Collected data entries:
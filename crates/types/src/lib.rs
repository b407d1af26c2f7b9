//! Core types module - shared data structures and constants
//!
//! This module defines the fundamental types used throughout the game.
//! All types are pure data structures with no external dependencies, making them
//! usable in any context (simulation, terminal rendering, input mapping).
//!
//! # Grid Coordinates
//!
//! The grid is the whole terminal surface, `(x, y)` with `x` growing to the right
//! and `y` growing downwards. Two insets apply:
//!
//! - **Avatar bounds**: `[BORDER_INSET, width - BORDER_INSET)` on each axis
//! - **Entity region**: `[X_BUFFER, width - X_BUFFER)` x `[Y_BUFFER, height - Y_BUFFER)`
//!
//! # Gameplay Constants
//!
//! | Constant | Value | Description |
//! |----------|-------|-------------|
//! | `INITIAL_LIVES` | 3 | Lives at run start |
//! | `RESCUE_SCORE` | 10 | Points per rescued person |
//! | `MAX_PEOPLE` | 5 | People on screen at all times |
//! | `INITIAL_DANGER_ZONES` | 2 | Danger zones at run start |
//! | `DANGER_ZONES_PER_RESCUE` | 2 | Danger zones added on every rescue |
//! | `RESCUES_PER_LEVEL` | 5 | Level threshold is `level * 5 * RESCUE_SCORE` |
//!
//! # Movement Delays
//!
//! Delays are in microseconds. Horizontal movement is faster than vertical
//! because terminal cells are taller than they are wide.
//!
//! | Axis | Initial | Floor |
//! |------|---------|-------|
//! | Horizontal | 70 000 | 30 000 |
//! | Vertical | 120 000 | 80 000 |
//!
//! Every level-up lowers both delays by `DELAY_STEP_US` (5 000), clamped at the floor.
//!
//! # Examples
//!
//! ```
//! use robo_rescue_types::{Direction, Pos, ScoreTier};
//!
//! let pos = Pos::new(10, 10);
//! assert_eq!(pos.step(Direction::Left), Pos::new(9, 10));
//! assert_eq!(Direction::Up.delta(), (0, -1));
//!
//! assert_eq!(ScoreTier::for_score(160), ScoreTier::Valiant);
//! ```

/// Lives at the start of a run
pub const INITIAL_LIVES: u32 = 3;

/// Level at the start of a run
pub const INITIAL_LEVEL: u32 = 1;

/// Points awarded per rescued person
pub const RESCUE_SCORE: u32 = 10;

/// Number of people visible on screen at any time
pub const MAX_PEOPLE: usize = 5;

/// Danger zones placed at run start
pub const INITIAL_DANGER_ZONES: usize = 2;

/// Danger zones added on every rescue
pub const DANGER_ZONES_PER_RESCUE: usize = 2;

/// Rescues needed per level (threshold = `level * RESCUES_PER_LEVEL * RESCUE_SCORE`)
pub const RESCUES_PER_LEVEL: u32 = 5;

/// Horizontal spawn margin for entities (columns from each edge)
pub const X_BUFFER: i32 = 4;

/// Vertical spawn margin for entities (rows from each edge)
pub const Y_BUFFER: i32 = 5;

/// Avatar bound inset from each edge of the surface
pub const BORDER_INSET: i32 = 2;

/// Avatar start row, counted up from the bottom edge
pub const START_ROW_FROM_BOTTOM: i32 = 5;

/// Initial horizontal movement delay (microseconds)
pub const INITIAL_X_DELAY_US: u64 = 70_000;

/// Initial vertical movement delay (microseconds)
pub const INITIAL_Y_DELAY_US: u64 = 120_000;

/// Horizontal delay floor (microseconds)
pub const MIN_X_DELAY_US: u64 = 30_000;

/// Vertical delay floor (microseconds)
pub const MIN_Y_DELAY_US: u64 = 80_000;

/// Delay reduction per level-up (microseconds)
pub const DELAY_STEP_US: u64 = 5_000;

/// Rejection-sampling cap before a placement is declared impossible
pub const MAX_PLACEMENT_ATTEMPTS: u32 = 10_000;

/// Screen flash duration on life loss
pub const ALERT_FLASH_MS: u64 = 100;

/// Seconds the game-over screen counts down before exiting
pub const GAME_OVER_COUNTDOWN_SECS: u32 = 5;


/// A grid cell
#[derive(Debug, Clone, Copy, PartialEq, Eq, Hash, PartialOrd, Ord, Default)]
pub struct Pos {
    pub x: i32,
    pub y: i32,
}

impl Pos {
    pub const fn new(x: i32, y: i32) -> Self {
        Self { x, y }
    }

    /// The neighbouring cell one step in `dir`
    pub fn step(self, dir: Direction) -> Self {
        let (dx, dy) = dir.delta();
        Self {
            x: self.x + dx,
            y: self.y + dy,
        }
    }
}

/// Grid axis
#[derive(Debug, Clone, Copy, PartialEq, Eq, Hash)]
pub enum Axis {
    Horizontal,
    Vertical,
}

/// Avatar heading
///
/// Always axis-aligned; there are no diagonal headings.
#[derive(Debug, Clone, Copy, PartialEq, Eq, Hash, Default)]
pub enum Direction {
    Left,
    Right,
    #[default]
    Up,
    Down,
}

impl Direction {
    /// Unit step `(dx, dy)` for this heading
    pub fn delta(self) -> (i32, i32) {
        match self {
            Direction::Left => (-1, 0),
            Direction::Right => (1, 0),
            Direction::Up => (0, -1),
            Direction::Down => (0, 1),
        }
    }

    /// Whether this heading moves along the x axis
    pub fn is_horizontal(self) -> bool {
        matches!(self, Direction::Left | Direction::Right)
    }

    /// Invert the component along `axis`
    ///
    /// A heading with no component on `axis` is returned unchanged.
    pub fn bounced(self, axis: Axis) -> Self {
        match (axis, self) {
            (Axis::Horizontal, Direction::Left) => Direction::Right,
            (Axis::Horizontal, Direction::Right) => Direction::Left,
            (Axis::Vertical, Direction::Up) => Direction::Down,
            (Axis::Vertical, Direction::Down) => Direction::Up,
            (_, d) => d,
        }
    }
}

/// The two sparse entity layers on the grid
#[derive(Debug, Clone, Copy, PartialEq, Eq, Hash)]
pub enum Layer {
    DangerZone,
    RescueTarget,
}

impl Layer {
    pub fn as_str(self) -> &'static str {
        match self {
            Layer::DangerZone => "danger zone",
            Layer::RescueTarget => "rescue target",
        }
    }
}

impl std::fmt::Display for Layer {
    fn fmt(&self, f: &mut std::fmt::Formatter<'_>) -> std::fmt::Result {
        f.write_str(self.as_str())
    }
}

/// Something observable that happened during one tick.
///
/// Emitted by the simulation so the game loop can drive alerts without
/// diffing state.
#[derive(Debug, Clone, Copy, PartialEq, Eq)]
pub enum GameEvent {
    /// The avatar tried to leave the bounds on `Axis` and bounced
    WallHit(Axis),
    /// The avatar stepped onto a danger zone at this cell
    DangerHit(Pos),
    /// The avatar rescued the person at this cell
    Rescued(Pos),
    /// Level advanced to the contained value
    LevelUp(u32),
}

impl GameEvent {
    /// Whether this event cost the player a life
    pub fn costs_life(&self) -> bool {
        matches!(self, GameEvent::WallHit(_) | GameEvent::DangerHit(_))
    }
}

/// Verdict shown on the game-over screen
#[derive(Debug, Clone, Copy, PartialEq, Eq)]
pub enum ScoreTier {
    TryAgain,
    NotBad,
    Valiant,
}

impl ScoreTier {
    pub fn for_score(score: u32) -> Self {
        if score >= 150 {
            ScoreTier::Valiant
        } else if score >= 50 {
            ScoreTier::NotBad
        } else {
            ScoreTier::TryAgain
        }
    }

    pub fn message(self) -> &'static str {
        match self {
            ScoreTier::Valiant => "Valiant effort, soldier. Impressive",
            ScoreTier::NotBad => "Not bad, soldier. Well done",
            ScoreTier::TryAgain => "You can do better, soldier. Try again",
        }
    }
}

## [Directions for this task]
Copy the data. Make sure every line matches exactly.

## [Output for this exercise]
filename crates/types/src/lib.rs
repository b407d1af26c2f7b9
//! Core types module - shared data structures and constants
//!
//! This module defines the fundamental types used throughout the game.
//! All types are pure data structures with no external dependencies, making them
//! usable in any context (simulation, terminal rendering, input mapping).
//!
//! # Grid Coordinates
//!
//! The grid is the whole terminal surface, `(x, y)` with `x` growing to the right
//! and `y` growing downwards. Two insets apply:
//!
//! - **Avatar bounds**: `[BORDER_INSET, width - BORDER_INSET)` on each axis
//! - **Entity region**: `[X_BUFFER, width - X_BUFFER)` x `[Y_BUFFER, height - Y_BUFFER)`
//!
//! # Gameplay Constants
//!
//! | Constant | Value | Description |
//! |----------|-------|-------------|
//! | `INITIAL_LIVES` | 3 | Lives at run start |
//! | `RESCUE_SCORE` | 10 | Points per rescued person |
//! | `MAX_PEOPLE` | 5 | People on screen at all times |
//! | `INITIAL_DANGER_ZONES` | 2 | Danger zones at run start |
//! | `DANGER_ZONES_PER_RESCUE` | 2 | Danger zones added on every rescue |
//! | `RESCUES_PER_LEVEL` | 5 | Level threshold is `level * 5 * RESCUE_SCORE` |
//!
//! # Movement Delays
//!
//! Delays are in microseconds. Horizontal movement is faster than vertical
//! because terminal cells are taller than they are wide.
//!
//! | Axis | Initial | Floor |
//! |------|---------|-------|
//! | Horizontal | 70 000 | 30 000 |
//! | Vertical | 120 000 | 80 000 |
//!
//! Every level-up lowers both delays by `DELAY_STEP_US` (5 000), clamped at the floor.
//!
//! # Examples
//!
//! ```
//! use robo_rescue_types::{Direction, Pos, ScoreTier};
//!
//! let pos = Pos::new(10, 10);
//! assert_eq!(pos.step(Direction::Left), Pos::new(9, 10));
//! assert_eq!(Direction::Up.delta(), (0, -1));
//!
//! assert_eq!(ScoreTier::for_score(160), ScoreTier::Valiant);
//! ```

/// Lives at the start of a run
pub const INITIAL_LIVES: u32 = 3;

/// Level at the start of a run
pub const INITIAL_LEVEL: u32 = 1;

/// Points awarded per rescued person
pub const RESCUE_SCORE: u32 = 10;

/// Number of people visible on screen at any time
pub const MAX_PEOPLE: usize = 5;

/// Danger zones placed at run start
pub const INITIAL_DANGER_ZONES: usize = 2;

/// Danger zones added on every rescue
pub const DANGER_ZONES_PER_RESCUE: usize = 2;

/// Rescues needed per level (threshold = `level * RESCUES_PER_LEVEL * RESCUE_SCORE`)
pub const RESCUES_PER_LEVEL: u32 = 5;

/// Horizontal spawn margin for entities (columns from each edge)
pub const X_BUFFER: i32 = 4;

/// Vertical spawn margin for entities (rows from each edge)
pub const Y_BUFFER: i32 = 5;

/// Avatar bound inset from each edge of the surface
pub const BORDER_INSET: i32 = 2;

/// Avatar start row, counted up from the bottom edge
pub const START_ROW_FROM_BOTTOM: i32 = 5;

/// Initial horizontal movement delay (microseconds)
pub const INITIAL_X_DELAY_US: u64 = 70_000;

/// Initial vertical movement delay (microseconds)
pub const INITIAL_Y_DELAY_US: u64 = 120_000;

/// Horizontal delay floor (microseconds)
pub const MIN_X_DELAY_US: u64 = 30_000;

/// Vertical delay floor (microseconds)
pub const MIN_Y_DELAY_US: u64 = 80_000;

/// Delay reduction per level-up (microseconds)
pub const DELAY_STEP_US: u64 = 5_000;

/// Rejection-sampling cap before a placement is declared impossible
pub const MAX_PLACEMENT_ATTEMPTS: u32 = 10_000;

/// Screen flash duration on life loss
pub const ALERT_FLASH_MS: u64 = 100;

/// Seconds the game-over screen counts down before exiting
pub const GAME_OVER_COUNTDOWN_SECS: u32 = 5;


/// A grid cell
#[derive(Debug, Clone, Copy, PartialEq, Eq, Hash, PartialOrd, Ord, Default)]
pub struct Pos {
    pub x: i32,
    pub y: i32,
}

impl Pos {
    pub const fn new(x: i32, y: i32) -> Self {
        Self { x, y }
    }

    /// The neighbouring cell one step in `dir`
    pub fn step(self, dir: Direction) -> Self {
        let (dx, dy) = dir.delta();
        Self {
            x: self.x + dx,
            y: self.y + dy,
        }
    }
}

/// Grid axis
#[derive(Debug, Clone, Copy, PartialEq, Eq, Hash)]
pub enum Axis {
    Horizontal,
    Vertical,
}

/// Avatar heading
///
/// Always axis-aligned; there are no diagonal headings.
#[derive(Debug, Clone, Copy, PartialEq, Eq, Hash, Default)]
pub enum Direction {
    Left,
    Right,
    #[default]
    Up,
    Down,
}

impl Direction {
    /// Unit step `(dx, dy)` for this heading
    pub fn delta(self) -> (i32, i32) {
        match self {
            Direction::Left => (-1, 0),
            Direction::Right => (1, 0),
            Direction::Up => (0, -1),
            Direction::Down => (0, 1),
        }
    }

    /// Whether this heading moves along the x axis
    pub fn is_horizontal(self) -> bool {
        matches!(self, Direction::Left | Direction::Right)
    }

    /// Invert the component along `axis`
    ///
    /// A heading with no component on `axis` is returned unchanged.
    pub fn bounced(self, axis: Axis) -> Self {
        match (axis, self) {
            (Axis::Horizontal, Direction::Left) => Direction::Right,
            (Axis::Horizontal, Direction::Right) => Direction::Left,
            (Axis::Vertical, Direction::Up) => Direction::Down,
            (Axis::Vertical, Direction::Down) => Direction::Up,
            (_, d) => d,
        }
    }
}

/// The two sparse entity layers on the grid
#[derive(Debug, Clone, Copy, PartialEq, Eq, Hash)]
pub enum Layer {
    DangerZone,
    RescueTarget,
}

impl Layer {
    pub fn as_str(self) -> &'static str {
        match self {
            Layer::DangerZone => "danger zone",
            Layer::RescueTarget => "rescue target",
        }
    }
}

impl std::fmt::Display for Layer {
    fn fmt(&self, f: &mut std::fmt::Formatter<'_>) -> std::fmt::Result {
        f.write_str(self.as_str())
    }
}

/// Something observable that happened during one tick.
///
/// Emitted by the simulation so the game loop can drive alerts without
/// diffing state.
#[derive(Debug, Clone, Copy, PartialEq, Eq)]
pub enum GameEvent {
    /// The avatar tried to leave the bounds on `Axis` and bounced
    WallHit(Axis),
    /// The avatar stepped onto a danger zone at this cell
    DangerHit(Pos),
    /// The avatar rescued the person at this cell
    Rescued(Pos),
    /// Level advanced to the contained value
    LevelUp(u32),
}

impl GameEvent {
    /// Whether this event cost the player a life
    pub fn costs_life(&self) -> bool {
        matches!(self, GameEvent::WallHit(_) | GameEvent::DangerHit(_))
    }
}

/// Verdict shown on the game-over screen
#[derive(Debug, Clone, Copy, PartialEq, Eq)]
pub enum ScoreTier {
    TryAgain,
    NotBad,
    Valiant,
}

impl ScoreTier {
    pub fn for_score(score: u32) -> Self {
        if score >= 150 {
            ScoreTier::Valiant
        } else if score >= 50 {
            ScoreTier::NotBad
        } else {
            ScoreTier::TryAgain
        }
    }

    pub fn message(self) -> &'static str {
        match self {
            ScoreTier::Valiant => "Valiant effort, soldier. Impressive",
            ScoreTier::NotBad => "Not bad, soldier. Well done",
            ScoreTier::TryAgain => "You can do better, soldier. Try again",
        }
    }
}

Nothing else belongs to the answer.